Task:
A single figure is required: the number of lines in the listing below containing the word "BufferSlab".

Materials provided:
---+---
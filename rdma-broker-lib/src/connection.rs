//! Per-connection record. Owns every resource the bring-up machine
//! allocates for one client and is the unit of teardown.

use std::sync::Arc;
use std::time::Instant;

use crate::bringup::ConnectionState;
use crate::protocol::EndpointDescriptor;
use crate::transport::verbs::{CompletionQueue, MemoryRegion, QueuePair};
use crate::transport::BufferSlab;

/// Everything the handler needs after bring-up completes, plus the live
/// control-plane channel the connection was admitted over.
pub struct Connection<S> {
    pub slot_id: usize,
    pub state: ConnectionState,
    pub tls_channel: S,

    pub local_psn: u32,
    pub remote_psn: u32,

    pub qp: Arc<dyn QueuePair>,
    pub send_cq: Arc<dyn CompletionQueue>,
    pub recv_cq: Arc<dyn CompletionQueue>,
    pub send_mr: Box<dyn MemoryRegion>,
    pub recv_mr: Box<dyn MemoryRegion>,
    pub buffers: BufferSlab,

    pub local_endpoint: EndpointDescriptor,
    pub remote_endpoint: EndpointDescriptor,

    pub connected_at: Instant,
    pub counters: ConnectionCounters,
}

/// Per-connection message/byte counters. Not shared outside the handler that
/// owns the connection, so plain fields are enough.
#[derive(Debug, Clone, Copy, Default)]
pub struct ConnectionCounters {
    pub messages_sent: u64,
    pub messages_received: u64,
    pub bytes_sent: u64,
    pub bytes_received: u64,
    pub completion_errors: u64,
}

impl<S> Connection<S> {
    pub fn mark_closing(&mut self) {
        self.state = ConnectionState::Closing;
    }
}
use super::endpoint::EndpointDescriptor;
use crate::error::{BrokerError, Result};

/// Encode an endpoint descriptor into its 38-octet network-byte-order wire
/// form. The 16-octet GID is copied verbatim since it is already in network
/// format.
pub fn encode_endpoint(ep: &EndpointDescriptor) -> [u8; EndpointDescriptor::WIRE_LEN] {
    let mut buf = [0u8; EndpointDescriptor::WIRE_LEN];
    let mut off = 0;

    buf[off..off + 4].copy_from_slice(&ep.qp_num.to_be_bytes());
    off += 4;
    buf[off..off + 2].copy_from_slice(&ep.lid.to_be_bytes());
    off += 2;
    buf[off..off + 16].copy_from_slice(&ep.gid);
    off += 16;
    buf[off..off + 4].copy_from_slice(&ep.psn.to_be_bytes());
    off += 4;
    buf[off..off + 4].copy_from_slice(&ep.rkey.to_be_bytes());
    off += 4;
    buf[off..off + 8].copy_from_slice(&ep.remote_addr.to_be_bytes());

    buf
}

/// Decode a 38-octet endpoint descriptor. Fails with `BrokerError::ShortRead`
/// if fewer octets than expected are supplied; the control-plane reader never
/// calls this with a partial buffer (reads are length-delimited before
/// decoding), so a length mismatch here always indicates a malformed caller.
pub fn decode_endpoint(buf: &[u8]) -> Result<EndpointDescriptor> {
    if buf.len() < EndpointDescriptor::WIRE_LEN {
        return Err(BrokerError::ShortRead {
            expected: EndpointDescriptor::WIRE_LEN,
            got: buf.len(),
        });
    }

    let mut off = 0;
    let qp_num = u32::from_be_bytes(buf[off..off + 4].try_into().unwrap());
    off += 4;
    let lid = u16::from_be_bytes(buf[off..off + 2].try_into().unwrap());
    off += 2;
    let mut gid = [0u8; 16];
    gid.copy_from_slice(&buf[off..off + 16]);
    off += 16;
    let psn = u32::from_be_bytes(buf[off..off + 4].try_into().unwrap());
    off += 4;
    let rkey = u32::from_be_bytes(buf[off..off + 4].try_into().unwrap());
    off += 4;
    let remote_addr = u64::from_be_bytes(buf[off..off + 8].try_into().unwrap());

    Ok(EndpointDescriptor { qp_num, lid, gid, psn, rkey, remote_addr })
}

/// Encode a single PSN (one direction of the PSN pair) as 4 big-endian
/// octets. Each side writes exactly one of these per exchange; the pair is
/// never sent as a single 8-octet blob.
pub fn encode_psn(psn: u32) -> [u8; 4] {
    psn.to_be_bytes()
}

pub fn decode_psn(buf: &[u8]) -> Result<u32> {
    if buf.len() < 4 {
        return Err(BrokerError::ShortRead { expected: 4, got: buf.len() });
    }
    Ok(u32::from_be_bytes(buf[..4].try_into().unwrap()))
}
//! Broker counters: admitted/rejected/active connections, completion
//! errors, PSN draws, and fallback-RNG uses. Rendered as Prometheus
//! exposition text over a plain-text responder, mirroring the connection
//! counter exposed elsewhere in this codebase rather than pulling in a full
//! HTTP stack for five gauges.

#![forbid(unsafe_code)]

use std::net::SocketAddr;
use std::sync::atomic::{AtomicU64, Ordering};
use std::sync::Arc;

use tokio::io::AsyncWriteExt;
use tokio::net::TcpListener;

#[derive(Debug, Default)]
pub struct Metrics {
    admitted_total: AtomicU64,
    rejected_total: AtomicU64,
    active: AtomicU64,
    completion_errors_total: AtomicU64,
    psn_draws_total: AtomicU64,
    psn_fallback_rng_total: AtomicU64,
}

#[derive(Debug, Clone, Copy, Default)]
pub struct MetricsSnapshot {
    pub admitted_total: u64,
    pub rejected_total: u64,
    pub active: u64,
    pub completion_errors_total: u64,
    pub psn_draws_total: u64,
    pub psn_fallback_rng_total: u64,
}

impl Metrics {
    pub fn record_admitted(&self) {
        self.admitted_total.fetch_add(1, Ordering::Relaxed);
        self.active.fetch_add(1, Ordering::Relaxed);
    }

    pub fn record_released(&self) {
        self.active
            .fetch_update(Ordering::Relaxed, Ordering::Relaxed, |v| v.checked_sub(1))
            .ok();
    }

    pub fn record_rejected(&self) {
        self.rejected_total.fetch_add(1, Ordering::Relaxed);
    }

    pub fn record_completion_error(&self) {
        self.completion_errors_total.fetch_add(1, Ordering::Relaxed);
    }

    pub fn record_psn_draw(&self) {
        self.psn_draws_total.fetch_add(1, Ordering::Relaxed);
    }

    pub fn record_psn_fallback_rng(&self) {
        self.psn_fallback_rng_total.fetch_add(1, Ordering::Relaxed);
    }

    pub fn snapshot(&self) -> MetricsSnapshot {
        MetricsSnapshot {
            admitted_total: self.admitted_total.load(Ordering::Relaxed),
            rejected_total: self.rejected_total.load(Ordering::Relaxed),
            active: self.active.load(Ordering::Relaxed),
            completion_errors_total: self.completion_errors_total.load(Ordering::Relaxed),
            psn_draws_total: self.psn_draws_total.load(Ordering::Relaxed),
            psn_fallback_rng_total: self.psn_fallback_rng_total.load(Ordering::Relaxed),
        }
    }

    pub fn to_prometheus(&self) -> String {
        let s = self.snapshot();
        format!(
            "# HELP rdma_broker_connections_admitted_total Connections admitted past the slot table\n\
             # TYPE rdma_broker_connections_admitted_total counter\n\
             rdma_broker_connections_admitted_total {admitted}\n\
             # HELP rdma_broker_connections_rejected_total Connections rejected at admission\n\
             # TYPE rdma_broker_connections_rejected_total counter\n\
             rdma_broker_connections_rejected_total {rejected}\n\
             # HELP rdma_broker_connections_active Currently connected clients\n\
             # TYPE rdma_broker_connections_active gauge\n\
             rdma_broker_connections_active {active}\n\
             # HELP rdma_broker_completion_errors_total Work-completion errors observed\n\
             # TYPE rdma_broker_completion_errors_total counter\n\
             rdma_broker_completion_errors_total {errors}\n\
             # HELP rdma_broker_psn_draws_total PSNs drawn from the CSPRNG\n\
             # TYPE rdma_broker_psn_draws_total counter\n\
             rdma_broker_psn_draws_total {psn_draws}\n\
             # HELP rdma_broker_psn_fallback_rng_total PSNs drawn from the non-cryptographic fallback\n\
             # TYPE rdma_broker_psn_fallback_rng_total counter\n\
             rdma_broker_psn_fallback_rng_total {psn_fallback}\n",
            admitted = s.admitted_total,
            rejected = s.rejected_total,
            active = s.active,
            errors = s.completion_errors_total,
            psn_draws = s.psn_draws_total,
            psn_fallback = s.psn_fallback_rng_total,
        )
    }
}

/// Serves the current snapshot as Prometheus exposition text on every
/// accepted connection, then closes it. Runs until the listener errors.
pub async fn serve(addr: SocketAddr, metrics: Arc<Metrics>) -> std::io::Result<()> {
    let listener = TcpListener::bind(addr).await?;
    tracing::info!(%addr, "metrics endpoint listening");
    loop {
        let (mut stream, _peer) = listener.accept().await?;
        let body = metrics.to_prometheus();
        let response = format!(
            "HTTP/1.1 200 OK\r\ncontent-type: text/plain; version=0.0.4\r\ncontent-length: {}\r\nconnection: close\r\n\r\n{}",
            body.len(),
            body
        );
        tokio::spawn(async move {
            let _ = stream.write_all(response.as_bytes()).await;
            let _ = stream.shutdown().await;
        });
    }
}

#[cfg(test)]
mod tests {
    use super::*;

    #[test]
    fn admit_and_release_balance_the_active_gauge() {
        let metrics = Metrics::default();
        metrics.record_admitted();
        metrics.record_admitted();
        assert_eq!(metrics.snapshot().active, 2);
        metrics.record_released();
        assert_eq!(metrics.snapshot().active, 1);
    }

    #[test]
    fn prometheus_text_contains_every_counter_name() {
        let metrics = Metrics::default();
        metrics.record_admitted();
        metrics.record_rejected();
        metrics.record_completion_error();
        metrics.record_psn_draw();
        metrics.record_psn_fallback_rng();

        let text = metrics.to_prometheus();
        for name in [
            "rdma_broker_connections_admitted_total",
            "rdma_broker_connections_rejected_total",
            "rdma_broker_connections_active",
            "rdma_broker_completion_errors_total",
            "rdma_broker_psn_draws_total",
            "rdma_broker_psn_fallback_rng_total",
        ] {
            assert!(text.contains(name), "missing metric: {name}");
        }
    }
}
---+---
Answer box:
2